+++ Extracted entries
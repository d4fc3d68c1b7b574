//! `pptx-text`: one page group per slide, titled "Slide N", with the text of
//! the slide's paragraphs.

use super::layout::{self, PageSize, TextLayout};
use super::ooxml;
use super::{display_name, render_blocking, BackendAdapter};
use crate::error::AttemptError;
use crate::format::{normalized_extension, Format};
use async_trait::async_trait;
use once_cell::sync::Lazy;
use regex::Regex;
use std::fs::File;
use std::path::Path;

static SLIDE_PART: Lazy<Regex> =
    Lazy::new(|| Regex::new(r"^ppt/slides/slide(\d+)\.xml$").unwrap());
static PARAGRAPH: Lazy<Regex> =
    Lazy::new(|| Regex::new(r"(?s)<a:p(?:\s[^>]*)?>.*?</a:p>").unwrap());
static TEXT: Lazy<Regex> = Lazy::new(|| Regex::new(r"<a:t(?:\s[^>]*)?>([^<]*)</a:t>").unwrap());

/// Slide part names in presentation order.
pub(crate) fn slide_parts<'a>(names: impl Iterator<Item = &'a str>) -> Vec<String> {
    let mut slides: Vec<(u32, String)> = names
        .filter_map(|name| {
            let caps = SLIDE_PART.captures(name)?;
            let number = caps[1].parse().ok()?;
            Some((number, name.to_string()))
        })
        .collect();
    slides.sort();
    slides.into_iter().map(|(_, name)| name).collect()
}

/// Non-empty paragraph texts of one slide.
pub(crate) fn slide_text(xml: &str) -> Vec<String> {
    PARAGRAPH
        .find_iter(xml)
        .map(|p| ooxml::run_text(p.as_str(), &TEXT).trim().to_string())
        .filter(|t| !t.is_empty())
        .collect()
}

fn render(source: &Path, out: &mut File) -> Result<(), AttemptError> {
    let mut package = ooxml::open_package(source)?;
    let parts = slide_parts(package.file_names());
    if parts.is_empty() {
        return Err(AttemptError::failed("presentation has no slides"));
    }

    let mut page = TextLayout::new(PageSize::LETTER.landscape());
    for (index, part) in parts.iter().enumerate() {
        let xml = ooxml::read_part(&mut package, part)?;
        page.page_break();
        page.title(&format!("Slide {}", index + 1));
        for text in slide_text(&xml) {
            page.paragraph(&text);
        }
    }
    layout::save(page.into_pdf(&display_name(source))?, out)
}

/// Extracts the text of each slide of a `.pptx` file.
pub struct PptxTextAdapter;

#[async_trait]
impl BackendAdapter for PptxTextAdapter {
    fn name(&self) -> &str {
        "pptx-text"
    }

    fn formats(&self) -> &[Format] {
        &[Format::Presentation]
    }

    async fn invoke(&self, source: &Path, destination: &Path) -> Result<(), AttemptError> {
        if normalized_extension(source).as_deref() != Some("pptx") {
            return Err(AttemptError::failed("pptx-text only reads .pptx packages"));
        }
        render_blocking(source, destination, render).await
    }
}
++++++
+++ Extracted entries
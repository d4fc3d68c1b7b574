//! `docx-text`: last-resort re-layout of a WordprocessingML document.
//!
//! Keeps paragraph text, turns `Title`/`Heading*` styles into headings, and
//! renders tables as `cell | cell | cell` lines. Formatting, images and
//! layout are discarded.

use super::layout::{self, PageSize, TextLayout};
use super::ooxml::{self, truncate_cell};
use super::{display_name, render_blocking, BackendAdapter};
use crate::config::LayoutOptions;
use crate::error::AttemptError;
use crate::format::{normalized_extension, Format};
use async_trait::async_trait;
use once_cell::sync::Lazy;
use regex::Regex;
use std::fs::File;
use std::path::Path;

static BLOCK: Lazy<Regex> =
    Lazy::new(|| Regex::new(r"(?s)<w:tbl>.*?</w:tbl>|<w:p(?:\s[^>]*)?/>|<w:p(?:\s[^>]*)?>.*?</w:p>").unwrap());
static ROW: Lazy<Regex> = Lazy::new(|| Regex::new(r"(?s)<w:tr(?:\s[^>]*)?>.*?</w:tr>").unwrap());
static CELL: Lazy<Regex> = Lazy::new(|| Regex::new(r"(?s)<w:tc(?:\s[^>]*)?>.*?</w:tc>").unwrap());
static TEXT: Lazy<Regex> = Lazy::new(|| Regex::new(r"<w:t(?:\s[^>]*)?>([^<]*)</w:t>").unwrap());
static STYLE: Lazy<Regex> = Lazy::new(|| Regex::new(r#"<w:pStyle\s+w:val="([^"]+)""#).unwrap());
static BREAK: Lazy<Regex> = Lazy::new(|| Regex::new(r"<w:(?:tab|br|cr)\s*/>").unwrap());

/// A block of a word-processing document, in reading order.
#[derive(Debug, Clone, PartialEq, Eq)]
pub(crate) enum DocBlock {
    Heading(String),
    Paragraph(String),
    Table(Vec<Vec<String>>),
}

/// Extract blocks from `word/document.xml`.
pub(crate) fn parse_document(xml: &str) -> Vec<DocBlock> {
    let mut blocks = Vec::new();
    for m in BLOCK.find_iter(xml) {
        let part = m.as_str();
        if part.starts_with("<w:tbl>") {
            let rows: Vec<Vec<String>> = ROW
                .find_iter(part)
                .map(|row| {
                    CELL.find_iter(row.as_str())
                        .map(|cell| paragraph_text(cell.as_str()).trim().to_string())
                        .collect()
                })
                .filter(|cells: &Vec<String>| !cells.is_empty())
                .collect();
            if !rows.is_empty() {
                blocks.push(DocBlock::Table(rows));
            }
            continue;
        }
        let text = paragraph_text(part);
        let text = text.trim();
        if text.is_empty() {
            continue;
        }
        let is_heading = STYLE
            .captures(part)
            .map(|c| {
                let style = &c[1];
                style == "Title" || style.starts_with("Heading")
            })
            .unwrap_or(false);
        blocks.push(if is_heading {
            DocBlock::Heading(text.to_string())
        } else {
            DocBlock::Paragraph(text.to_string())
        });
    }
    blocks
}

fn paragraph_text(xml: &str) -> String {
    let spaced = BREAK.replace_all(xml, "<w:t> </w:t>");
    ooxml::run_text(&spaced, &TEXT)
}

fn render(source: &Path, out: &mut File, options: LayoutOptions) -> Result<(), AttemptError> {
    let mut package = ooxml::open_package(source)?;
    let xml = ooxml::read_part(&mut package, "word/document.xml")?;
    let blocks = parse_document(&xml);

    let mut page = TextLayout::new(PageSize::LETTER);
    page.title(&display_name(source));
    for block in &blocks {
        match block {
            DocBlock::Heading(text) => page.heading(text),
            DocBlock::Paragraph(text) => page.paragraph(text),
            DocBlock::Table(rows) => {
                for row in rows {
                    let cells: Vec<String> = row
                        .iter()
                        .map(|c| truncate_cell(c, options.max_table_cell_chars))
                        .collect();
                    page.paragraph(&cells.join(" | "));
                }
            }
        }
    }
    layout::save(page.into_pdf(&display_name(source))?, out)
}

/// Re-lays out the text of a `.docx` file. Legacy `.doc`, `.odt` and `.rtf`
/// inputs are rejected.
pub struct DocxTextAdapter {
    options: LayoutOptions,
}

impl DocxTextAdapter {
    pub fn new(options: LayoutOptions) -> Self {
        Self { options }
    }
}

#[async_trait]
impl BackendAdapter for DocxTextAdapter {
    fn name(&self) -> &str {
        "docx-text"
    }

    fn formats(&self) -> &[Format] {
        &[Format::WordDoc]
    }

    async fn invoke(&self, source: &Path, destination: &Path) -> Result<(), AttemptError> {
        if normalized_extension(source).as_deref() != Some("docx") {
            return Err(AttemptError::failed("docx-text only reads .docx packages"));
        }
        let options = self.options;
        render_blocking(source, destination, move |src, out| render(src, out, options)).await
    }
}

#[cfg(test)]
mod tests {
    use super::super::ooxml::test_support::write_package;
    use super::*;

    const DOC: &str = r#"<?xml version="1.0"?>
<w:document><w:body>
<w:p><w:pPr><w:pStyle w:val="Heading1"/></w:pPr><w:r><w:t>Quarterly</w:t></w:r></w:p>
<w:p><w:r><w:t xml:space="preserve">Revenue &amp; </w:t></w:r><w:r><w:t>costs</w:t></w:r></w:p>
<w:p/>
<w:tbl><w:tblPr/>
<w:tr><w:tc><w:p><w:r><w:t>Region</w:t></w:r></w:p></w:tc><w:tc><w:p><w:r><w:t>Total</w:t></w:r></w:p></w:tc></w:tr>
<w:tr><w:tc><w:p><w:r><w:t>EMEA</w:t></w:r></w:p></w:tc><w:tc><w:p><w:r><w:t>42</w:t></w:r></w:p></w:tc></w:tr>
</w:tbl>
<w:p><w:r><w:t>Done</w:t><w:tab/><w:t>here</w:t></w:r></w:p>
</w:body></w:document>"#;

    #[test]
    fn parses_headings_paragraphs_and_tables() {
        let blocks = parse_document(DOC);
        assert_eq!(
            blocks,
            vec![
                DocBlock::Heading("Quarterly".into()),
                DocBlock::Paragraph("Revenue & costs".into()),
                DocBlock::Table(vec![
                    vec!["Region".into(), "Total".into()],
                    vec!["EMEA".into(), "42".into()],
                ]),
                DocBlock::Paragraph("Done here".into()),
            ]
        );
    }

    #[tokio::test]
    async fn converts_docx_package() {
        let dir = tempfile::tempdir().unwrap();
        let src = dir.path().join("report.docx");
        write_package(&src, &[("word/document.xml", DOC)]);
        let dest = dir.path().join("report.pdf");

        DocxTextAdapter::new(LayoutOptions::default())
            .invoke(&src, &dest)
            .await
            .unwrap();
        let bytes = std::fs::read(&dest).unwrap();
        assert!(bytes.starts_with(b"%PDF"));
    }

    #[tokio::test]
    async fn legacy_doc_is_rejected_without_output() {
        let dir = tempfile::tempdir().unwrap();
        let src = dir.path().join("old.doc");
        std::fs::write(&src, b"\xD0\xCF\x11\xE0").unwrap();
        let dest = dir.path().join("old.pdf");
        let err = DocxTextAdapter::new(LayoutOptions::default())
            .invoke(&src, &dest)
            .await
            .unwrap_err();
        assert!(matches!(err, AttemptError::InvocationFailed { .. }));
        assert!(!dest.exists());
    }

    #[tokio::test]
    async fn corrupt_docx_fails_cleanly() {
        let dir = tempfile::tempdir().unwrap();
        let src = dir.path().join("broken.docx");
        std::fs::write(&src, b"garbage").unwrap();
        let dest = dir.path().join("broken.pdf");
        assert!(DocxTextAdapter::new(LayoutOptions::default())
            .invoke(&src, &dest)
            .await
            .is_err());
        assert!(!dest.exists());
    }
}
++++++
_Aim of the exercise_. Find "broken" in the preceding records. Copy each line that holds it.

_Completed task_.
        let src = dir.path().join("broken.docx");
        let dest = dir.path().join("broken.pdf");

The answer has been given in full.